Stored data entries:
——

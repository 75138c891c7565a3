//! # Feature Encoder
//!
//! One-hot design rows for `(cluster, site)` pairs, in two layouts:
//!
//! - `Full`: `n_clusters` cluster indicators, then one indicator per site in hierarchy
//!   order. Exactly two entries are 1.
//! - `Reduced`: the site indicators alone. Exactly one entry is 1.
//!
//! Column `j` of the reduced layout is column `n_clusters + j` of the full layout, which
//! is the contract that lets [`crate::logit::reconcile`] line fitted weights up with
//! sites. No intercept column is ever emitted.

use crate::hierarchy::{Hierarchy, IndexError};
use crate::simulate::Observation;
use ndarray::{Array1, Array2, ArrayViewMut1};
use serde::{Deserialize, Serialize};

/// Which columns a design row carries.
#[derive(Debug, Clone, Copy, PartialEq, Eq, Serialize, Deserialize)]
pub enum Layout {
    /// Cluster indicators followed by site indicators.
    Full,
    /// Site indicators only.
    Reduced,
}

impl Layout {
    pub fn width(self, hierarchy: &Hierarchy) -> usize {
        match self {
            Layout::Full => hierarchy.full_width(),
            Layout::Reduced => hierarchy.n_sites(),
        }
    }

    /// Sets the hot columns of `row` for a site already resolved to its flat index.
    fn mark(self, mut row: ArrayViewMut1<f64>, cluster: usize, flat: usize, n_clusters: usize) {
        match self {
            Layout::Full => {
                row[cluster] = 1.0;
                row[n_clusters + flat] = 1.0;
            }
            Layout::Reduced => row[flat] = 1.0,
        }
    }

    /// Encodes a site whose flat index is already known to belong to `cluster`.
    pub(crate) fn encode_flat(
        self,
        cluster: usize,
        flat: usize,
        hierarchy: &Hierarchy,
    ) -> Array1<f64> {
        let mut row = Array1::zeros(self.width(hierarchy));
        self.mark(row.view_mut(), cluster, flat, hierarchy.n_clusters());
        row
    }

    pub fn encode(
        self,
        cluster: usize,
        site: usize,
        hierarchy: &Hierarchy,
    ) -> Result<Array1<f64>, IndexError> {
        let flat = hierarchy.flat_index(cluster, site)?;
        Ok(self.encode_flat(cluster, flat, hierarchy))
    }
}

/// Full-layout row: a one-hot over clusters followed by a one-hot over all sites.
pub fn encode_full(
    cluster: usize,
    site: usize,
    hierarchy: &Hierarchy,
) -> Result<Array1<f64>, IndexError> {
    Layout::Full.encode(cluster, site, hierarchy)
}

/// Reduced-layout row: the site one-hot alone.
pub fn encode_reduced(
    cluster: usize,
    site: usize,
    hierarchy: &Hierarchy,
) -> Result<Array1<f64>, IndexError> {
    Layout::Reduced.encode(cluster, site, hierarchy)
}

/// Stacks the encodings of `observations` into an `[n_rows, width]` matrix.
pub fn design_matrix(
    observations: &[Observation],
    hierarchy: &Hierarchy,
    layout: Layout,
) -> Result<Array2<f64>, IndexError> {
    let mut x = Array2::zeros((observations.len(), layout.width(hierarchy)));
    for (i, obs) in observations.iter().enumerate() {
        let flat = hierarchy.flat_index(obs.cluster, obs.site)?;
        layout.mark(x.row_mut(i), obs.cluster, flat, hierarchy.n_clusters());
    }
    Ok(x)
}
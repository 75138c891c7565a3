use approx::assert_abs_diff_eq;
use hierlogit::config::SimulationConfig;
use hierlogit::encode::{Layout, encode_full, encode_reduced};
use hierlogit::fit::{FitReport, IrlsFitter, LogisticFitter, fit_layout};
use hierlogit::hierarchy::{Hierarchy, HierarchySpec};
use hierlogit::logit::{logit_to_rate, rate_to_logit, reconcile};
use hierlogit::simulate::{
    generate_dataset, generate_dataset_seeded, par_generate_dataset, seeded_rng,
    site_response_rate,
};
use hierlogit::stats::{EmpiricalRates, cluster_response_rate};
use ndarray::{Array1, s};

fn worked_example() -> Hierarchy {
    SimulationConfig::default().hierarchy().unwrap()
}

#[test]
fn reconciling_the_generating_weights_gives_each_site_its_log_odds() {
    let h = worked_example();
    let site = reconcile(h.full_weights().view(), &h).unwrap();
    assert_eq!(site.len(), 12);

    let base = [
        rate_to_logit(0.2).unwrap(),
        rate_to_logit(0.6).unwrap(),
        rate_to_logit(0.1).unwrap(),
    ];
    // Cluster 0 site 2 (the third site) carries +2, cluster 2 site 1 carries -5.
    assert_abs_diff_eq!(site[2], base[0] + 2.0, epsilon = 1e-12);
    assert_abs_diff_eq!(site[6 + 3 + 1], base[2] - 5.0, epsilon = 1e-12);
    for flat in 0..12 {
        if flat == 2 || flat == 10 {
            continue;
        }
        let (cluster, _) = h.locate(flat).unwrap();
        assert_abs_diff_eq!(site[flat], base[cluster], epsilon = 1e-12);
    }
}

#[test]
fn any_full_weight_vector_predicts_like_its_reconciliation() {
    let h = worked_example();
    let full = Array1::from_shape_fn(h.full_width(), |i| (i as f64 * 0.37).sin() * 3.0);
    let site = reconcile(full.view(), &h).unwrap();

    for cluster in 0..h.n_clusters() {
        for s in 0..h.site_count(cluster).unwrap() {
            let full_eta = encode_full(cluster, s, &h).unwrap().dot(&full);
            let site_eta = encode_reduced(cluster, s, &h).unwrap().dot(&site);
            assert_abs_diff_eq!(full_eta, site_eta, epsilon = 1e-12);
        }
    }
}

#[test]
fn full_encoding_layout_of_the_worked_example() {
    let h = worked_example();
    let full = encode_full(2, 1, &h).unwrap();
    let mut expected = Array1::<f64>::zeros(15);
    expected[2] = 1.0;
    expected[3 + 6 + 3 + 1] = 1.0;
    assert_eq!(full, expected);
    assert_eq!(encode_reduced(2, 1, &h).unwrap(), expected.slice(s![3..]));
}

#[test]
fn zero_offset_sites_respond_at_the_baseline() {
    let h = worked_example();
    for cluster in 0..3 {
        let baseline = h.baseline_rate(cluster).unwrap();
        let rate = site_response_rate(cluster, 0, &h).unwrap();
        assert_abs_diff_eq!(rate, baseline, epsilon = 1e-12);
        assert_abs_diff_eq!(
            logit_to_rate(h.baseline_logit(cluster).unwrap()),
            baseline,
            epsilon = 1e-12
        );
    }
}

#[test]
fn seeded_generation_is_reproducible() {
    let h = worked_example();
    let a = generate_dataset(&h, 1000, &mut seeded_rng(42));
    let b = generate_dataset(&h, 1000, &mut seeded_rng(42));
    let c = generate_dataset(&h, 1000, &mut seeded_rng(43));
    assert_eq!(a, b);
    assert_ne!(a.labels(), c.labels());

    assert_eq!(
        generate_dataset_seeded(&h, 3000, 42),
        par_generate_dataset(&h, 3000, 42)
    );
}

#[test]
fn high_rate_site_shows_its_rate_in_the_labels() {
    let h = Hierarchy::from_spec(&HierarchySpec {
        cluster_probabilities: vec![0.4, 0.6],
        baseline_rates: vec![0.9, 0.2],
        site_probabilities: vec![vec![0.7, 0.3], vec![0.5, 0.5]],
        site_offsets: vec![vec![0.0, -1.0], vec![0.0, 1.0]],
    })
    .unwrap();
    let data = par_generate_dataset(&h, 100_000, 7);
    let empirical = EmpiricalRates::from_dataset(&data, &h).unwrap();
    let flat = h.flat_index(0, 0).unwrap();
    assert!(empirical.site_rows[flat] > 25_000);
    assert_abs_diff_eq!(
        empirical.site_frequencies()[flat].unwrap(),
        0.9,
        epsilon = 0.02
    );
}

#[test]
fn cluster_rate_mixes_site_rates() {
    let offset = rate_to_logit(0.6).unwrap() - rate_to_logit(0.2).unwrap();
    let h = Hierarchy::new(
        vec![0.5, 0.5],
        vec![0.2, 0.2],
        vec![vec![0.5, 0.5], vec![0.1, 0.9]],
        vec![vec![0.0, 0.0], vec![0.0, offset]],
    )
    .unwrap();
    assert_abs_diff_eq!(cluster_response_rate(0, &h).unwrap(), 0.2, epsilon = 1e-12);
    assert_abs_diff_eq!(cluster_response_rate(1, &h).unwrap(), 0.56, epsilon = 1e-12);
}

#[test]
fn worked_example_recovers_well_populated_sites() {
    let h = worked_example();
    let data = par_generate_dataset(&h, 100_000, 42);
    let fitter = IrlsFitter::default();
    let report = FitReport::compute(&fitter, &data, &h).unwrap();

    let true_rates = h.site_rates();
    let fitted_rates = report.reduced_site_weights.mapv(logit_to_rate);
    let reconciled_rates = report.reconciled_site_weights.mapv(logit_to_rate);
    for flat in 0..h.n_sites() {
        assert_abs_diff_eq!(fitted_rates[flat], true_rates[flat], epsilon = 0.03);
        assert_abs_diff_eq!(reconciled_rates[flat], fitted_rates[flat], epsilon = 1e-3);
    }
}

#[test]
fn fitting_a_layout_uses_the_matching_design_width() {
    let h = worked_example();
    let data = generate_dataset_seeded(&h, 5000, 9);
    let fitter = IrlsFitter::default();
    let full = fit_layout(&fitter, &data, &h, Layout::Full).unwrap();
    let reduced = fit_layout(&fitter, &data, &h, Layout::Reduced).unwrap();
    assert_eq!(full.len(), 15);
    assert_eq!(reduced.len(), 12);

    // Direct use of the adapter on the derived design matrix gives the same weights.
    let direct = fitter
        .fit(data.reduced_design(&h).unwrap().view(), data.labels().view())
        .unwrap();
    assert_eq!(direct, reduced);
}
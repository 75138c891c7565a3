use hierlogit::config::{SimulationConfig, read_dataset_csv};
use hierlogit::fit::FitReport;
use std::process::Command;

use tempfile::tempdir;

#[test]
fn cli_writes_config_dataset_and_report() {
    let tmp = tempdir().expect("temporary directory");
    let config_path = tmp.path().join("run.toml");
    let exe = env!("CARGO_BIN_EXE_hierlogit");

    let status = Command::new(exe)
        .args(["init-config", config_path.to_str().expect("path str")])
        .status()
        .expect("run hierlogit init-config");
    assert!(status.success(), "init-config exited with status {status:?}");
    assert_eq!(
        SimulationConfig::load(&config_path).expect("load config"),
        SimulationConfig::default()
    );

    let csv_path = tmp.path().join("data.csv");
    let status = Command::new(exe)
        .args([
            "simulate",
            "--config",
            config_path.to_str().expect("path str"),
            "--rows",
            "500",
            "--seed",
            "3",
            "--parallel",
            "--output",
            csv_path.to_str().expect("path str"),
        ])
        .status()
        .expect("run hierlogit simulate");
    assert!(status.success(), "simulate exited with status {status:?}");
    let data = read_dataset_csv(&csv_path).expect("read dataset");
    assert_eq!(data.len(), 500);

    let report_path = tmp.path().join("report.toml");
    let status = Command::new(exe)
        .args([
            "fit",
            "--config",
            config_path.to_str().expect("path str"),
            "--rows",
            "20000",
            "--output",
            report_path.to_str().expect("path str"),
        ])
        .status()
        .expect("run hierlogit fit");
    assert!(status.success(), "fit exited with status {status:?}");
    let report = FitReport::load(&report_path).expect("load report");
    assert_eq!(report.n_rows, 20000);
    assert_eq!(report.full_weights.len(), 15);
    assert_eq!(report.reduced_site_weights.len(), 12);
}

#[test]
fn cli_rejects_an_invalid_configuration() {
    let tmp = tempdir().expect("temporary directory");
    let config_path = tmp.path().join("bad.toml");
    let mut config = SimulationConfig::default();
    config.hierarchy.cluster_probabilities = vec![0.5, 0.5, 0.5];
    config.save(&config_path).expect("save config");

    let output = Command::new(env!("CARGO_BIN_EXE_hierlogit"))
        .current_dir(tmp.path())
        .args(["simulate", "--config", config_path.to_str().expect("path str")])
        .output()
        .expect("run hierlogit simulate");
    assert!(!output.status.success());
    let stderr = String::from_utf8_lossy(&output.stderr);
    assert!(stderr.contains("cluster_probabilities"), "stderr: {stderr}");
    assert!(!tmp.path().join("dataset.csv").exists());
}
/// Fitted mean, IRLS weights and working response for the logit link.
pub fn update_glm_vectors(
    y: ArrayView1<f64>,
    eta: &Array1<f64>,
) -> (Array1<f64>, Array1<f64>, Array1<f64>) {
    const MIN_WEIGHT: f64 = 1e-6;
    const PROB_EPS: f64 = 1e-8;

    let eta_clamped = eta.mapv(|e| e.clamp(-700.0, 700.0));
    let mut mu = eta_clamped.mapv(|e| 1.0 / (1.0 + (-e).exp()));
    mu.mapv_inplace(|v| v.clamp(PROB_EPS, 1.0 - PROB_EPS));
    let weights = (&mu * (1.0 - &mu)).mapv(|v| v.max(MIN_WEIGHT));
    let z = &eta_clamped + &((&y - &mu) / &weights);
    (mu, weights, z)
}

/// Binomial deviance of labels `y` against fitted probabilities `mu`.
pub fn calculate_deviance(y: ArrayView1<f64>, mu: &Array1<f64>) -> f64 {
    const EPS: f64 = 1e-8;
    let total = Zip::from(y).and(mu).fold(0.0, |acc, &yi, &mui| {
        let mui = mui.clamp(EPS, 1.0 - EPS);
        let term = if yi > 0.5 { -mui.ln() } else { -(1.0 - mui).ln() };
        acc + term
    });
    2.0 * total
}

/// Failure while fitting one layout of a dataset.
#[derive(Error, Debug)]
pub enum RecoveryError<E: std::error::Error + 'static> {
    #[error(transparent)]
    Index(#[from] IndexError),

    #[error(transparent)]
    Logit(#[from] LogitError),

    /// The adapter's own failure, unchanged.
    #[error(transparent)]
    Adapter(E),

    #[error("The fitting adapter returned {found} weights for a design of width {expected}.")]
    WidthMismatch { found: usize, expected: usize },
}

/// Encodes `dataset` in `layout`, runs `fitter`, and checks the returned width.
pub fn fit_layout<F: LogisticFitter>(
    fitter: &F,
    dataset: &Dataset,
    hierarchy: &Hierarchy,
    layout: Layout,
) -> Result<Array1<f64>, RecoveryError<F::Error>> {
    let x = dataset.design(hierarchy, layout)?;
    let y = dataset.labels();
    let weights = fitter
        .fit(x.view(), y.view())
        .map_err(RecoveryError::Adapter)?;
    if weights.len() != x.ncols() {
        return Err(RecoveryError::WidthMismatch {
            found: weights.len(),
            expected: x.ncols(),
        });
    }
    log::info!(
        "Fitted {:?} layout: {} weights from {} rows.",
        layout,
        weights.len(),
        dataset.len()
    );
    Ok(weights)
}

/// Ground truth next to both fitted parameterizations of one dataset.
#[derive(Debug, Clone, PartialEq, Serialize, Deserialize)]
pub struct FitReport {
    pub n_rows: usize,
    pub true_full_weights: Array1<f64>,
    pub true_site_weights: Array1<f64>,
    pub full_weights: Array1<f64>,
    /// `full_weights` collapsed to one weight per site.
    pub reconciled_site_weights: Array1<f64>,
    pub reduced_site_weights: Array1<f64>,
}

impl FitReport {
    /// Fits both layouts of `dataset` and reconciles the full fit.
    pub fn compute<F: LogisticFitter>(
        fitter: &F,
        dataset: &Dataset,
        hierarchy: &Hierarchy,
    ) -> Result<Self, RecoveryError<F::Error>> {
        let full_weights = fit_layout(fitter, dataset, hierarchy, Layout::Full)?;
        let reduced_site_weights = fit_layout(fitter, dataset, hierarchy, Layout::Reduced)?;
        let reconciled_site_weights = reconcile(full_weights.view(), hierarchy)?;
        Ok(Self {
            n_rows: dataset.len(),
            true_full_weights: hierarchy.full_weights(),
            true_site_weights: hierarchy.site_weights(),
            full_weights,
            reconciled_site_weights,
            reduced_site_weights,
        })
    }

    /// Largest per-site disagreement between the reconciled full fit and the reduced fit.
    pub fn max_reconciliation_gap(&self) -> f64 {
        max_abs_difference(&self.reconciled_site_weights, &self.reduced_site_weights)
    }

    /// Largest per-site error of the reduced fit against the generating logits.
    pub fn max_recovery_error(&self) -> f64 {
        max_abs_difference(&self.reduced_site_weights, &self.true_site_weights)
    }
}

——

Work instruction: The lines above that hold "load" are the result; show every one of them.

Output for this task:
        SimulationConfig::load(&config_path).expect("load config"),
    let report = FitReport::load(&report_path).expect("load report");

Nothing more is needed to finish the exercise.